The first observation emerges as the author exits the Post Office.  He concludes, “if we cannot see God in the vessels into which the electricity of astonishing life is poured by a profligate creation, vessels like this wonderfully and eternally gracious gentleman at the Post Office, then we are very bad at the religion we claim to practice, which says forthrightly that God is everywhere available…”  I see a great deal of profundity here and want to unpack it a little bit.

Doyle’s initial claim is God is poured into us---and probably all of creation.  I rather like the image of God as something that is poured into us. We are vessels in which the electricity of astonishing life is poured.  That is a stunning way to see myself and you.  You and I have electricity in us.  I think I have read some of the science about how our hearts and bodies do have electrical pulses.  But that somehow did not seem thrilling.  Doyle puts it more poetically.  We have the electricity of astonishing life.  When I grasp the truth of that, I wonder why I ever complained or moaned about things. 
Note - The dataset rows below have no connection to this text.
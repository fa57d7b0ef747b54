//! Data-access contract consumed by tree nodes.
//!
//! One implementation talks to one cluster; parent identity is passed per
//! call. Implementations own timeouts and payload normalization.

use async_trait::async_trait;

use crate::entities::{ApplicationInfo, ClusterHealth, NodeInfo, PartitionInfo, ReplicaInfo, ServiceInfo};
use crate::error::FetchError;

/// Remote cluster queries used to populate the explorer tree.
#[async_trait]
pub trait ClusterDataSource: Send + Sync {
    /// Coarse health snapshot for the whole cluster.
    async fn cluster_health(&self) -> Result<ClusterHealth, FetchError>;

    /// All nodes in the cluster.
    async fn list_nodes(&self) -> Result<Vec<NodeInfo>, FetchError>;

    /// All deployed applications.
    async fn list_applications(&self) -> Result<Vec<ApplicationInfo>, FetchError>;

    /// Services of one application.
    async fn list_services(&self, application_id: &str) -> Result<Vec<ServiceInfo>, FetchError>;

    /// Partitions of one service.
    async fn list_partitions(&self, service_id: &str) -> Result<Vec<PartitionInfo>, FetchError>;

    /// Replicas (or instances) of one partition.
    async fn list_replicas(&self, partition_id: &str) -> Result<Vec<ReplicaInfo>, FetchError>;
}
Spiritually speaking, I suspect our ordinary lives wear us down and we lose any sense of having astonishing life within us.  It is too easy to drape this astonishing life in the drabness of our routines, normalcy and ordinariness.  We are tempted to assume we are not special.  There is little of value in us.  And so we get hooked on social media and tv and others venues to see people who are somehow much more electric than we are.  We compare ourselves and come up short.  And all of this is depressing and we make stupid conclusions from this sorry process.  It is as if we have our own tails in our teeth and wonder why we are hurting!

Creation is profligate, announces Doyle.  I know students would have no idea what that word, profligate, means.  It means extravagant or wildly generous.  It is appropriate extremism.  It proclaims a model of abundancy.  And this is such good news, it is hardly believable by all of us working with a scarcity model.  This model worries there is not enough.  The profligate model says not to worry…there is always more than enough. 
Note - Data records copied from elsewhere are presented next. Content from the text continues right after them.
//! Generic tree node: load state, fetch deduplication and error wrapping.
//!
//! Every kind of node in the explorer is a [`TreeNode`] configured with a
//! fetch function, a view function, an invalidation policy and a protected
//! flag (see [`crate::kinds`]).
//!
//! # Lifecycle
//!
//! ```text
//! Unloaded --children()--> Loading --ok--> Loaded
//!                                  \--err--> Errored (one error child)
//! Loaded | Errored --invalidate()--> Unloaded
//! ```
//!
//! Concurrent `children()` calls while Loading all await the same shared
//! future. The in-flight slot is cleared when the fetch settles, whatever the
//! outcome, so a node never has more than one fetch outstanding.
//!
//! Invalidation bumps the node's fetch epoch but leaves a running fetch in
//! place. That fetch cannot commit its now stale children. A caller arriving
//! after the invalidation waits for it to settle and then starts the single
//! replacement fetch.

use std::fmt;
use std::future::Future;
use std::panic::AssertUnwindSafe;
use std::sync::{Arc, Mutex, MutexGuard, PoisonError, Weak};

use futures_util::future::{BoxFuture, Shared};
use futures_util::FutureExt;
use sfx_cache::CacheKey;
use sfx_core::{worst, ExplorerResult, FetchError, HealthState};

use crate::context::TreeContext;
use crate::policy::InvalidationPolicy;
use crate::view::{NodeKind, NodeSnapshot, ViewModel};

/// Future returned by a node fetch.
pub type FetchFuture = BoxFuture<'static, ExplorerResult<Fetched>>;
/// Loads a node's children from its request.
pub type FetchFn = Arc<dyn Fn(FetchRequest) -> FetchFuture + Send + Sync>;
/// Projects a node snapshot to display data.
pub type ViewFn = Arc<dyn Fn(&NodeSnapshot<'_>) -> ViewModel + Send + Sync>;

type SharedChildren = Shared<BoxFuture<'static, Vec<Arc<TreeNode>>>>;

/// Node load state.
#[derive(Debug, Clone, Copy, PartialEq, Eq)]
pub enum LoadState {
    Unloaded,
    Loading,
    Loaded,
    Errored,
}

/// Locally cached summary fields, rendered before and between fetches.
///
/// Invalidation never clears these. Only the next successful fetch
/// overwrites them.
#[derive(Debug, Clone, Copy, Default, PartialEq, Eq)]
pub struct Summary {
    pub count: Option<usize>,
    pub health: Option<HealthState>,
}

impl Summary {
    /// Summary with a known health and no count yet.
    pub fn with_health(health: Option<HealthState>) -> Self {
        Self {
            count: None,
            health,
        }
    }
}

/// Everything a fetch function gets to work with.
pub struct FetchRequest {
    pub ctx: TreeContext,
    pub node_id: String,
}

/// How a successful fetch updates the node's cached health.
#[derive(Debug, Clone, Copy, PartialEq, Eq)]
pub enum HealthUpdate {
    /// Worst summary health of the fetched children.
    Aggregate,
    /// Leave the cached health as it is.
    Keep,
    Set(Option<HealthState>),
}

/// Result of a successful fetch.
pub struct Fetched {
    pub children: Vec<Arc<TreeNode>>,
    pub health: HealthUpdate,
}

impl Fetched {
    /// Children whose worst health becomes the node's health.
    pub fn new(children: Vec<Arc<TreeNode>>) -> Self {
        Self {
            children,
            health: HealthUpdate::Aggregate,
        }
    }

    /// Keep the health the node already reports for itself.
    pub fn keeping_health(mut self) -> Self {
        self.health = HealthUpdate::Keep;
        self
    }

    /// Replace the node's health with `health`.
    pub fn with_health(mut self, health: Option<HealthState>) -> Self {
        self.health = HealthUpdate::Set(health);
        self
    }
}

/// The outstanding fetch and the epoch it was started under.
struct InFlight {
    epoch: u64,
    children: SharedChildren,
}

struct NodeState {
    load: LoadState,
    children: Option<Vec<Arc<TreeNode>>>,
    in_flight: Option<InFlight>,
    summary: Summary,
    error: Option<String>,
    epoch: u64,
}

/// A node in the explorer tree.
pub struct TreeNode {
    id: String,
    kind: NodeKind,
    policy: InvalidationPolicy,
    protected: bool,
    cache_key: Option<CacheKey>,
    ctx: TreeContext,
    fetch: Option<FetchFn>,
    view: ViewFn,
    retry_target: Option<Weak<TreeNode>>,
    state: Mutex<NodeState>,
}

impl fmt::Debug for TreeNode {
    fn fmt(&self, f: &mut fmt::Formatter<'_>) -> fmt::Result {
        f.debug_struct("TreeNode")
            .field("id", &self.id)
            .field("kind", &self.kind)
            .field("policy", &self.policy)
            .field("protected", &self.protected)
            .field("load", &self.load_state())
            .finish_non_exhaustive()
    }
}

impl TreeNode {
    /// Start configuring a node. Without a fetch function it is a leaf.
    pub fn builder(id: impl Into<String>, kind: NodeKind, ctx: TreeContext) -> NodeBuilder {
        NodeBuilder {
            id: id.into(),
            kind,
            ctx,
            policy: InvalidationPolicy::Destructive,
            protected: false,
            cache_key: None,
            fetch: None,
            view: None,
            summary: Summary::default(),
        }
    }

    /// Stable path-like identity, e.g. `c1/apps/App`.
    pub fn id(&self) -> &str {
        &self.id
    }

    /// What this node displays.
    pub fn kind(&self) -> NodeKind {
        self.kind
    }

    /// How [`TreeNode::invalidate`] treats the children.
    pub fn policy(&self) -> InvalidationPolicy {
        self.policy
    }

    /// Refresh requests targeting a protected node are promoted to a
    /// full-tree refresh.
    pub fn is_protected(&self) -> bool {
        self.protected
    }

    /// A leaf has no fetch function and answers `None` for children.
    pub fn is_leaf(&self) -> bool {
        self.fetch.is_none()
    }

    /// Context this node was built with and hands to its fetch.
    pub fn context(&self) -> &TreeContext {
        &self.ctx
    }

    /// Cache scope this node's fetch reads through, if any.
    pub fn cache_key(&self) -> Option<&CacheKey> {
        self.cache_key.as_ref()
    }

    fn state(&self) -> MutexGuard<'_, NodeState> {
        self.state.lock().unwrap_or_else(PoisonError::into_inner)
    }

    /// True iff the children list is populated (possibly empty, possibly a
    /// single error placeholder).
    pub fn is_loaded(&self) -> bool {
        self.state().children.is_some()
    }

    /// Current position in the load lifecycle.
    pub fn load_state(&self) -> LoadState {
        self.state().load
    }

    /// Cached count and health, kept across invalidation.
    pub fn summary(&self) -> Summary {
        self.state().summary
    }

    /// Message of the last failed fetch while Errored.
    pub fn error_message(&self) -> Option<String> {
        self.state().error.clone()
    }

    /// Children currently held, without fetching.
    pub fn loaded_children(&self) -> Option<Vec<Arc<TreeNode>>> {
        self.state().children.clone()
    }

    /// Synchronous display projection. Never fetches.
    pub fn view(&self) -> ViewModel {
        let state = self.state();
        let snapshot = NodeSnapshot {
            id: &self.id,
            kind: self.kind,
            load: state.load,
            summary: state.summary,
            children: state.children.as_deref(),
            error: state.error.as_deref(),
        };
        (self.view)(&snapshot)
    }

    /// Children of this node, fetching them if needed.
    ///
    /// Returns `None` for leaves. Fetch failures are never surfaced: the
    /// caller receives a single error placeholder instead.
    pub async fn children(self: &Arc<Self>) -> Option<Vec<Arc<TreeNode>>> {
        let fetch = self.fetch.as_ref()?;
        loop {
            let (pending, current) = {
                let mut state = self.state();
                if matches!(state.load, LoadState::Loaded | LoadState::Errored) {
                    return Some(state.children.clone().unwrap_or_default());
                }
                let joined = state
                    .in_flight
                    .as_ref()
                    .map(|f| (f.children.clone(), f.epoch == state.epoch));
                match joined {
                    Some((pending, current)) => {
                        tracing::trace!(node = %self.id, current, "joining in-flight fetch");
                        (pending, current)
                    }
                    None => (self.begin_fetch(&mut state, fetch), true),
                }
            };
            let children = pending.await;
            if current {
                return Some(children);
            }
            // Started before the last invalidation: wait it out, then look again.
        }
    }

    fn begin_fetch(self: &Arc<Self>, state: &mut NodeState, fetch: &FetchFn) -> SharedChildren {
        let epoch = state.epoch;
        let fetch = Arc::clone(fetch);
        let request = FetchRequest {
            ctx: self.ctx.clone(),
            node_id: self.id.clone(),
        };
        let node_id = self.id.clone();
        let weak = Arc::downgrade(self);

        let pending = async move {
            let outcome = match AssertUnwindSafe(async move { fetch(request).await })
                .catch_unwind()
                .await
            {
                Ok(outcome) => outcome,
                Err(_) => {
                    tracing::error!(node = %node_id, "fetch panicked");
                    Err(FetchError::Panicked { node: node_id }.into())
                }
            };
            match weak.upgrade() {
                Some(node) => node.commit(epoch, outcome),
                None => Vec::new(),
            }
        }
        .boxed()
        .shared();

        tracing::debug!(node = %self.id, epoch, "fetching children");
        state.load = LoadState::Loading;
        state.in_flight = Some(InFlight {
            epoch,
            children: pending.clone(),
        });
        pending
    }

    /// Empty the in-flight slot if it still holds the fetch from `epoch`.
    fn settle(state: &mut NodeState, epoch: u64) {
        if state.in_flight.as_ref().is_some_and(|f| f.epoch == epoch) {
            state.in_flight = None;
        }
    }

    fn commit(self: &Arc<Self>, epoch: u64, outcome: ExplorerResult<Fetched>) -> Vec<Arc<TreeNode>> {
        match outcome {
            Ok(fetched) => {
                let children = fetched.children;
                let health = match fetched.health {
                    HealthUpdate::Aggregate => {
                        Some(worst(children.iter().map(|child| child.summary().health)))
                    }
                    HealthUpdate::Keep => None,
                    HealthUpdate::Set(health) => Some(health),
                };

                let mut state = self.state();
                Self::settle(&mut state, epoch);
                if state.epoch != epoch {
                    tracing::debug!(node = %self.id, epoch, "discarding fetch started before invalidation");
                    return children;
                }
                state.load = LoadState::Loaded;
                state.error = None;
                state.summary.count = Some(children.len());
                if let Some(health) = health {
                    state.summary.health = health;
                }
                state.children = Some(children.clone());
                tracing::debug!(node = %self.id, count = children.len(), "children loaded");
                children
            }
            Err(err) => {
                let message = err.user_message();
                let placeholder = self.error_placeholder(&message);

                let mut state = self.state();
                Self::settle(&mut state, epoch);
                if state.epoch != epoch {
                    tracing::debug!(node = %self.id, epoch, "discarding failure of superseded fetch");
                    return vec![placeholder];
                }
                tracing::warn!(node = %self.id, error = %message, "fetch failed");
                state.load = LoadState::Errored;
                state.error = Some(message);
                state.children = Some(vec![Arc::clone(&placeholder)]);
                vec![placeholder]
            }
        }
    }

    fn error_placeholder(self: &Arc<Self>, message: &str) -> Arc<TreeNode> {
        let label = format!("Error: {message}");
        let mut node = TreeNode::builder(
            format!("{}/error", self.id),
            NodeKind::Error,
            self.ctx.clone(),
        )
        .view(move |snapshot| {
            ViewModel::new(snapshot.id, snapshot.kind, label.clone()).retryable()
        })
        .build_node();
        node.retry_target = Some(Arc::downgrade(self));
        Arc::new(node)
    }

    /// Retry affordance of an error placeholder: invalidate the failed
    /// parent and ask for a targeted refresh of it.
    ///
    /// Returns false when this node is not a placeholder or its parent is
    /// gone.
    pub fn retry(&self) -> bool {
        let Some(parent) = self.retry_target.as_ref().and_then(Weak::upgrade) else {
            return false;
        };
        tracing::debug!(node = %parent.id, "retrying failed fetch");
        parent.invalidate();
        parent.ctx.request_refresh(Some(Arc::clone(&parent)));
        true
    }

    /// Release this node's children recursively and return to Unloaded.
    ///
    /// Summary fields survive.
    pub fn dispose(&self) {
        if let Some(children) = self.reset() {
            for child in &children {
                child.dispose();
            }
        }
    }

    /// Overwrite the cached summary health, e.g. from a fresh snapshot.
    pub(crate) fn seed_health(&self, health: HealthState) {
        self.state().summary.health = Some(health);
    }

    /// Children to invalidate in place, present only while Loaded.
    pub(crate) fn preservable_children(&self) -> Option<Vec<Arc<TreeNode>>> {
        let state = self.state();
        match state.load {
            LoadState::Loaded => state.children.clone(),
            _ => None,
        }
    }

    /// Return to Unloaded and hand back the held children. A running fetch
    /// stays in its slot but can no longer commit.
    pub(crate) fn reset(&self) -> Option<Vec<Arc<TreeNode>>> {
        let mut state = self.state();
        state.epoch += 1;
        state.load = LoadState::Unloaded;
        state.error = None;
        state.children.take()
    }
}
God is everywhere available contends Doyle.  Again, this seems unbelievable.  But that is because we don’t yet have eyes of faith.  We find it hard to trust this.  We are cautious when we ought to be jumping for joy.  We are tentative when everything in creation encourages us to go for it.  Doyle gives us the clue.  All we need to do is “remove beam from our eyes, and bow in humility and gratitude…” (9-10) And so it is, Doyle alleges, “I have seen God at the United States Post Office…”
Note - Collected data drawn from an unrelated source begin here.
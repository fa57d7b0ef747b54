//! Composite cache keys.
//!
//! Keys follow `kind:cluster:parent...`, for example
//! `services:cluster1:App` or `replicas:cluster1:App:Svc:<partition>`.
//! The kind comes first so one collection can be evicted for a cluster with
//! a single prefix, and parent segments narrow it to one subtree.

use sfx_core::EntityKind;
use std::fmt;

/// Separator between key segments.
pub const SEPARATOR: char = ':';

/// A cache key scoped to an entity kind and a cluster.
///
/// A key cannot be built without a cluster identity, so results from two
/// clusters sharing one cache never collide.
#[derive(Debug, Clone, PartialEq, Eq, Hash)]
pub struct CacheKey {
    kind: EntityKind,
    cluster: String,
    parents: Vec<String>,
}

impl CacheKey {
    /// Key for `kind` scoped to `cluster`, with no parents yet.
    pub fn new(kind: EntityKind, cluster: impl Into<String>) -> Self {
        Self {
            kind,
            cluster: cluster.into(),
            parents: Vec::new(),
        }
    }

    /// Append one parent identity segment.
    pub fn with_parent(mut self, parent: impl Into<String>) -> Self {
        self.parents.push(parent.into());
        self
    }

    /// Same cluster and parent chain, different collection.
    pub fn with_kind(&self, kind: EntityKind) -> Self {
        Self {
            kind,
            cluster: self.cluster.clone(),
            parents: self.parents.clone(),
        }
    }

    /// Entity kind the key holds.
    pub fn kind(&self) -> EntityKind {
        self.kind
    }

    /// Cluster identity segment.
    pub fn cluster(&self) -> &str {
        &self.cluster
    }

    /// Parent identifiers, outermost first.
    pub fn parents(&self) -> &[String] {
        &self.parents
    }

    /// String prefix covering this key and every key nested below it.
    ///
    /// The trailing separator keeps `apps:cluster1` from also matching
    /// `apps:cluster10`.
    pub fn scope(&self) -> String {
        let mut scope = self.to_string();
        scope.push(SEPARATOR);
        scope
    }

    /// Prefix covering every key of `kind` for `cluster`.
    pub fn prefix(kind: EntityKind, cluster: &str) -> String {
        format!("{}{SEPARATOR}{}{SEPARATOR}", kind.as_str(), cluster)
    }
}

impl fmt::Display for CacheKey {
    fn fmt(&self, f: &mut fmt::Formatter<'_>) -> fmt::Result {
        write!(f, "{}{SEPARATOR}{}", self.kind.as_str(), self.cluster)?;
        for parent in &self.parents {
            write!(f, "{SEPARATOR}{parent}")?;
        }
        Ok(())
    }
}

impl From<&CacheKey> for String {
    fn from(key: &CacheKey) -> Self {
        key.to_string()
    }
}

impl From<CacheKey> for String {
    fn from(key: CacheKey) -> Self {
        key.to_string()
    }
}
It is in the very midst of ordinariness and routine.  That where we are most likely to see God.  Even more astonishing says Doyle is that God we all have.  That God in poured into each of us.  We beam and radiate, if we have not unplugged.  Maybe we cannot actually unplug.  We just think we can; we assume God cannot be seen.  Maybe we just need to go to the Post Office again.

Maybe we just need to be humble and grateful.  And then we can see again.  We will see the everyday God all over the place.